Nowa jakość?

twtPo wyborach i ja bardziej zacząłem przyglądać się nowym mediom i formom komunikacji opartej na internecie. Zwłaszcza że i po sobie widzę, że zdobywam informacje o świecie i wyrabiam sobie opinie w oparciu o media sieciowe. W związku z tym mam też swoje obserwacje.

Moim zdaniem wartością centralną w tego typu mediach jest wiarygodność. Wbrew pozorom anonimowość nie ma tutaj większego znaczenia. Dla mnie jako użytkownika portalu społecznościowego nie ma znaczenia, czy dyskutuję albo czytam materiały znanego mi z imienia i nazwiska bloggera, publicysty czy dziennikarza, czy też kogoś anonimowego. Ważna jest wiarygodność mojego źródła, jeśli mam mu ufać i jeśli mam podzielać jego interpretacje faktów. A tę łatwo zweryfikować. Jeśli całość jego produkcji to hejt, to ostatecznie albo takiemu źródłu nie będę wierzył, albo w ogóle wywalę go ze znajomych. Taki wywrze na mnie wpływ.

Ten ktoś po drugiej stronie kabla musi być dla mnie jakoś wiarygodny. W dobie sieci łatwo zaś weryfikować wszelkie informacje. Dlatego też wiarygodności nie da się kupić, chociaż można ją sprzedać, jeśli wcześniej się ją samemu wypracowało. Tyle tylko że znów – taką wartość wtedy łatwo się traci.

Dlatego też najęcie 50, 100 czy 200 płatnych hejterów nie ma sensu. W nowych mediach użytkownik jest nadawcą. Ale płatny nadawca jest niewiarygodny, bo nie ma w nim autentyzmu. Najęcie takich osób to myślenie w kategoriach starych mediów, gdzie liczy się odcięcie odbiorcy od innych kanałów komunikacji. W sieci tego się nie da zrobić.

Ale ma to też swoją drugą stronę – zauważyłem, że ludzie z natury rzeczy, jeśli mogę tak się wyrazić, mają w sobie skłonność do krytykowania, ośmieszania i wyśmiewania zachowań i cech tych, którzy wzbudzają w nich niechęć. I w takim wypadku nie trzeba ich zachęcać do podobnych zachowań – sami z siebie produkują memy komentujące rzeczywistość. Nikogo najmować nie trzeba.

To wszystko zaś łączy się moim zdaniem z jakąś przyrodzoną gatunkowi ludzkiemu skłonnością do prawdy.
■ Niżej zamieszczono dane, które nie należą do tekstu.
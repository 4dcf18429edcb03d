//! Configuration and shared value objects
//!
//! Connection settings for each board, the simulation value domains and the
//! setpoint limits the drivers enforce. [`SystemConfig`] is stored as JSON;
//! any field missing from the file takes its default.

use serde::{Deserialize, Serialize};
use std::fs;
use std::path::Path;
use std::time::Duration;

use crate::protocol::{
    ProtocolError, DEFAULT_BAUD_RATE, DEFAULT_INTER_BYTE_DELAY_MS, DEFAULT_TIMEOUT_MS,
};

/// Closed interval of allowed values
#[derive(Debug, Clone, Copy, PartialEq, Serialize, Deserialize)]
pub struct ValueRange {
    /// Lower bound (inclusive)
    pub min: f64,
    /// Upper bound (inclusive)
    pub max: f64,
}

impl ValueRange {
    /// Create a range from `min` to `max`
    pub const fn new(min: f64, max: f64) -> Self {
        Self { min, max }
    }

    /// Whether both bounds are finite and `min <= max`
    pub fn is_valid(&self) -> bool {
        self.min.is_finite() && self.max.is_finite() && self.min <= self.max
    }

    /// Whether `value` lies within the range
    pub fn contains(&self, value: f64) -> bool {
        value >= self.min && value <= self.max
    }

    /// Nearest value within the range
    ///
    /// The range must be valid; see [`ValueRange::is_valid`].
    pub fn clamp(&self, value: f64) -> f64 {
        value.clamp(self.min, self.max)
    }

    /// Reject `value` unless it lies within the range
    pub fn validate(&self, field: &'static str, value: f64) -> Result<f64, ProtocolError> {
        if self.contains(value) {
            Ok(value)
        } else {
            Err(ProtocolError::Validation {
                field,
                value,
                min: self.min,
                max: self.max,
            })
        }
    }
}

/// Allowed desired temperature for the air conditioner (°C)
pub const DESIRED_TEMPERATURE_RANGE: ValueRange = ValueRange::new(10.0, 50.0);

/// Allowed curtain position (% closed)
pub const CURTAIN_POSITION_RANGE: ValueRange = ValueRange::new(0.0, 100.0);

/// Connection/communication settings for one board
#[derive(Debug, Clone, PartialEq, Serialize, Deserialize)]
#[serde(default)]
pub struct ConnectionConfig {
    /// Serial port name, or `tcp://host:port` for a bridge
    pub port_name: String,
    /// Baud rate
    pub baud_rate: u32,
    /// Reply timeout in milliseconds
    pub timeout_ms: u64,
    /// Pause after each SET byte in milliseconds
    pub inter_byte_delay_ms: u64,
}

impl Default for ConnectionConfig {
    fn default() -> Self {
        Self {
            port_name: String::new(),
            baud_rate: DEFAULT_BAUD_RATE,
            timeout_ms: DEFAULT_TIMEOUT_MS,
            inter_byte_delay_ms: DEFAULT_INTER_BYTE_DELAY_MS,
        }
    }
}

impl ConnectionConfig {
    /// Default settings on `port`
    pub fn for_port(port: &str) -> Self {
        Self {
            port_name: port.to_string(),
            ..Self::default()
        }
    }

    /// Reply timeout
    pub fn timeout(&self) -> Duration {
        Duration::from_millis(self.timeout_ms)
    }

    /// Pause after each SET byte
    pub fn inter_byte_delay(&self) -> Duration {
        Duration::from_millis(self.inter_byte_delay_ms)
    }
}

/// Value domains used by the sensor simulator
#[derive(Debug, Clone, Copy, PartialEq, Serialize, Deserialize)]
#[serde(default)]
pub struct SimulationRanges {
    /// Outdoor temperature (°C)
    pub temperature: ValueRange,
    /// Outdoor pressure (hPa)
    pub pressure: ValueRange,
    /// Light intensity (lux)
    pub light: ValueRange,
}

impl Default for SimulationRanges {
    fn default() -> Self {
        Self {
            temperature: ValueRange::new(15.0, 30.0),
            pressure: ValueRange::new(1000.0, 1020.0),
            light: ValueRange::new(200.0, 800.0),
        }
    }
}

impl SimulationRanges {
    fn named(&self) -> [(&'static str, ValueRange); 3] {
        [
            ("temperature", self.temperature),
            ("pressure", self.pressure),
            ("light", self.light),
        ]
    }

    /// Reject empty or non-finite ranges
    pub fn validate(&self) -> Result<(), ProtocolError> {
        match self.named().into_iter().find(|(_, range)| !range.is_valid()) {
            Some((name, range)) => Err(ProtocolError::Config(format!(
                "simulation {} range {}..={} is empty or not finite",
                name, range.min, range.max
            ))),
            None => Ok(()),
        }
    }

    /// Copy with every invalid range replaced by its default
    pub fn sanitized(self) -> Self {
        let defaults = Self::default();
        let pick = |range: ValueRange, default: ValueRange| {
            if range.is_valid() {
                range
            } else {
                tracing::warn!(?range, "invalid simulation range, using default");
                default
            }
        };
        Self {
            temperature: pick(self.temperature, defaults.temperature),
            pressure: pick(self.pressure, defaults.pressure),
            light: pick(self.light, defaults.light),
        }
    }
}

/// Whole-system settings
#[derive(Debug, Clone, PartialEq, Serialize, Deserialize)]
#[serde(default)]
pub struct SystemConfig {
    /// Board 1
    pub air_conditioner: ConnectionConfig,
    /// Board 2
    pub curtain: ConnectionConfig,
    /// Time between polling cycles in milliseconds
    pub poll_interval_ms: u64,
    /// Start the curtain board in simulation mode
    pub simulate_curtain: bool,
    /// Simulator value domains
    pub simulation: SimulationRanges,
    /// Default log level for the console
    pub log_level: String,
}

impl Default for SystemConfig {
    fn default() -> Self {
        Self {
            air_conditioner: ConnectionConfig::for_port("COM7"),
            curtain: ConnectionConfig::for_port("COM9"),
            poll_interval_ms: 500,
            simulate_curtain: false,
            simulation: SimulationRanges::default(),
            log_level: "info".to_string(),
        }
    }
}

impl SystemConfig {
    /// Parse settings from JSON
    ///
    /// Simulation ranges must be non-empty and finite.
    pub fn from_json(content: &str) -> Result<Self, ProtocolError> {
        let config: Self =
            serde_json::from_str(content).map_err(|e| ProtocolError::Config(e.to_string()))?;
        config.simulation.validate()?;
        Ok(config)
    }

    /// Load settings from a JSON file
    pub fn load(path: &Path) -> Result<Self, ProtocolError> {
        let content = fs::read_to_string(path)?;
        Self::from_json(&content)
            .map_err(|e| ProtocolError::Config(format!("{}: {}", path.display(), e)))
    }

    /// Write settings to a JSON file
    pub fn save(&self, path: &Path) -> Result<(), ProtocolError> {
        let content = serde_json::to_string_pretty(self)
            .map_err(|e| ProtocolError::Config(e.to_string()))?;
        fs::write(path, content)?;
        Ok(())
    }

    /// Time between polling cycles
    pub fn poll_interval(&self) -> Duration {
        Duration::from_millis(self.poll_interval_ms)
    }
}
Pisałem już o tym kiedyś na marginesie serialu, który być może nie odniósł większego sukcesu, ale traktował właśnie o tym, że umysł ludzki w gruncie rzeczy brzydzi się nieszczerością i niezgodnością między słowem a tym, co jego oczach uchodzi za prawdę. Moje filozoficzne wykształcenie każe mi tutaj ostrożnie dobierać słowa, ponieważ z historii filozofii wiem, że dostęp do prawdy (nagiej prawdy, czystej prawdy) jest w najlepszym wypadku utrudniony, ponieważ wszystko przechodzi przez skomplikowaną sieć filtrów, wsktek czego trudno oddzielić fakt od jego interpretacji. Zresztą samo pojęcie faktu, czystej danej itp. – doczekało się sporej literatury krytycznej.

W każdym razie zachodzi delikatna różnica między interpretacją faktu a samym faktem – na tyle delikatna, że łatwo pomieszać jedno z drugim, ale na tyle istotna, że ten sam fakt można interpretować przynajmniej na dwa różne sposoby. I właśnie na takich interpretacjach zbudować można przekaz w sieci i o takie interpretacje mogą walczyć strony – nie o fakty, ale o interpretacje faktów. Ale że internet nie znosi kłamstwa, to nie da się tworzyć interpretacji dowolnej, to jest oderwanej od faktów. Media stare, kontrolujące przepływ informacji, mogły sobie na to pozwolić. W mediach nowych taki trick nie przejdzie, ponieważ każda interpretacja zawali się, jeśli stoi w rażącej niezgodzie z faktami.

Z tego punktu widzenia nowe media są dla wyborcy narzędziem kontroli nad tymi, których koniec końców wybiera. Jakkolwiek by oni próbowali budować swój przekaz, musi mieć on jakiś stopień wiarygodności, znajdującej potwierdzenie w faktach. Bez tego całość się sypie, a polityk przegrywa. I to jest chyba ta nowa jakość, która ujawniła się w ostatnich wyborach.